We’re excited to announce a new integration model that’s significantly more capable, cost-effective, and easier to use. the new model, text-embedding-ada-002
It replaces five separate models for text search, text similarity, and code search, and outperforms our most capable previous model, Davinci, in most tasks, while being 99.8% lower in price.
Embeds are numerical representations of concepts converted into numerical sequences, making it easier for computers to understand the relationships between those concepts. Since the initial release of the OpenAI/embeddings endpoint, many applications have embedded embeds to personalize, recommend, and find content.
You can query the /embeddings endpoint for the new model with two lines of code using our OpenAI Python Libraryjust as you could with previous models:
import openai
response = openai.Embedding.create(
input="porcine pals say",
model="text-embedding-ada-002"
)
Model improvements
stronger performance. text-embedding-ada-002
it outperforms all older embedding models in text search, code search, and sentence similarity tasks and achieves comparable performance in text classification. For each task category, we evaluated the models on the data sets used in old inlays.
Unification of capacities. We’ve significantly simplified the /embeddings endpoint interface by merging the five separate models shown above (text-similarity
, text-search-query
, text-search-doc
, code-search-text
Y code-search-code
) in a single new model. This unique representation performs better than our previous embedding models across a diverse set of benchmarks of text search, sentence similarity, and code search.
longer context. The context length of the new model is increased by a factor of four, from 2048 to 8192, making it more convenient to work with long documents.
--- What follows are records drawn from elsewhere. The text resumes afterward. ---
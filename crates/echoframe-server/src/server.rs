//! Accept loop.
//!
//! One tokio task per accepted connection, each running its own
//! [`Session`]. Connections share nothing but the shutdown signal; a failure
//! on one never touches another.

use std::io;

use echoframe_core::{ConnectionError, EchoHandler, Environment, MessageHandler, Transport};
use tokio::{
    sync::watch,
    task::{JoinError, JoinSet},
};
use tracing::{Instrument, debug, info, info_span, warn};

use crate::{
    config::SessionConfig,
    handle::ConnectionHandle,
    session::{Session, SessionSummary, stopped},
};

/// Counters reported when the server stops.
#[derive(Debug, Clone, Copy, Default, PartialEq, Eq)]
pub struct ServerStats {
    /// Connections accepted
    pub accepted: u64,
    /// Sessions that ended with a completed close handshake
    pub clean_closes: u64,
    /// Sessions that failed before opening (rejected or timed-out handshake)
    pub rejected: u64,
}

impl ServerStats {
    fn record(&mut self, joined: Result<Result<SessionSummary, ConnectionError>, JoinError>) {
        match joined {
            Ok(Ok(summary)) => {
                if summary.clean {
                    self.clean_closes += 1;
                }
            },
            Ok(Err(err)) => {
                debug!(%err, "session never opened");
                self.rejected += 1;
            },
            Err(err) => warn!(%err, "session task failed"),
        }
    }
}

/// Handler factory for plain echo servers.
pub type EchoFactory = fn(&ConnectionHandle) -> EchoHandler;

/// WebSocket server over any [`Transport`].
///
/// `factory` builds the handler for each connection and receives that
/// connection's [`ConnectionHandle`], which the host may keep to push
/// messages or close the connection later.
pub struct Server<T, E, F> {
    transport: T,
    env: E,
    config: SessionConfig,
    factory: F,
}

impl<T, E> Server<T, E, EchoFactory>
where
    T: Transport,
    E: Environment,
{
    /// Server answering every message with itself.
    pub fn echo(transport: T, env: E, config: SessionConfig) -> Self {
        Self::new(transport, env, config, |_| EchoHandler)
    }
}

impl<T, E, F, H> Server<T, E, F>
where
    T: Transport,
    E: Environment,
    F: Fn(&ConnectionHandle) -> H + Send + 'static,
    H: MessageHandler,
{
    /// Create a server.
    pub fn new(transport: T, env: E, config: SessionConfig, factory: F) -> Self {
        Self { transport, env, config, factory }
    }

    /// Address the server listens on.
    pub fn local_addr(&self) -> io::Result<std::net::SocketAddr> {
        self.transport.local_addr()
    }

    /// Accept connections until `shutdown` turns `true`.
    ///
    /// On shutdown every open session closes with 1001 (Going Away); this
    /// returns once all of them finished.
    pub async fn run(self, mut shutdown: watch::Receiver<bool>) -> io::Result<ServerStats> {
        let mut sessions = JoinSet::new();
        let mut stats = ServerStats::default();
        info!(addr = ?self.transport.local_addr().ok(), "listening");

        loop {
            tokio::select! {
                () = stopped(&mut shutdown) => break,
                accepted = self.transport.accept() => match accepted {
                    Ok((stream, peer)) => {
                        stats.accepted += 1;
                        let (handle, commands) = ConnectionHandle::channel(peer);
                        let handler = (self.factory)(&handle);
                        let session = Session::new(
                            stream,
                            peer,
                            self.env.clone(),
                            handler,
                            self.config.clone(),
                            commands,
                            shutdown.clone(),
                        );
                        sessions.spawn(session.run().instrument(info_span!("session", %peer)));
                    },
                    Err(err) => warn!(%err, "accept failed"),
                },
                Some(joined) = sessions.join_next(), if !sessions.is_empty() => stats.record(joined),
            }
        }

        info!(active = sessions.len(), "shutting down");
        while let Some(joined) = sessions.join_next().await {
            stats.record(joined);
        }
        Ok(stats)
    }
}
Smaller embedding size. The new inlays have only 1536 dimensions, one eighth the size of davinci-001
embeddings, which makes new embeddings more cost effective when working with vector databases.
Reduced price. We have reduced the price of the new built-in models by 90% compared to the old models of the same size. The new model achieves better or similar performance than the old Davinci models at a price that is 99.8% lower.
Overall, the new embedding model is a much more powerful tool for natural language processing and coding tasks. We are excited to see how our customers will use it to build even more capable applications in their respective fields.
limitations
The new text-embedding-ada-002
the model does not have superior performance text-similarity-davinci-001
at the SentEval linear probe classification benchmark. For tasks that require training a lightweight linear shell on embedding vectors for classification prediction, we suggest comparing the new model with text-similarity-davinci-001
and choose the model that offers optimum performance.
Please see the Limitations and Risks section in the embed documentation for general limitations of our embed models.
Embedding API examples in action
calendar AI is a sales outreach product that uses embeds to match the right sales pitch to the right customers from a data set containing 340 million profiles. This automation relies on the similarity between customer profile additions and sales pitches to sort out the most suitable matches, eliminating 40-56% of unwanted targeting compared to their previous approach.
Notionthe online workspace company, will use the new additions of OpenAI to enhance Notion search beyond current keyword matching systems.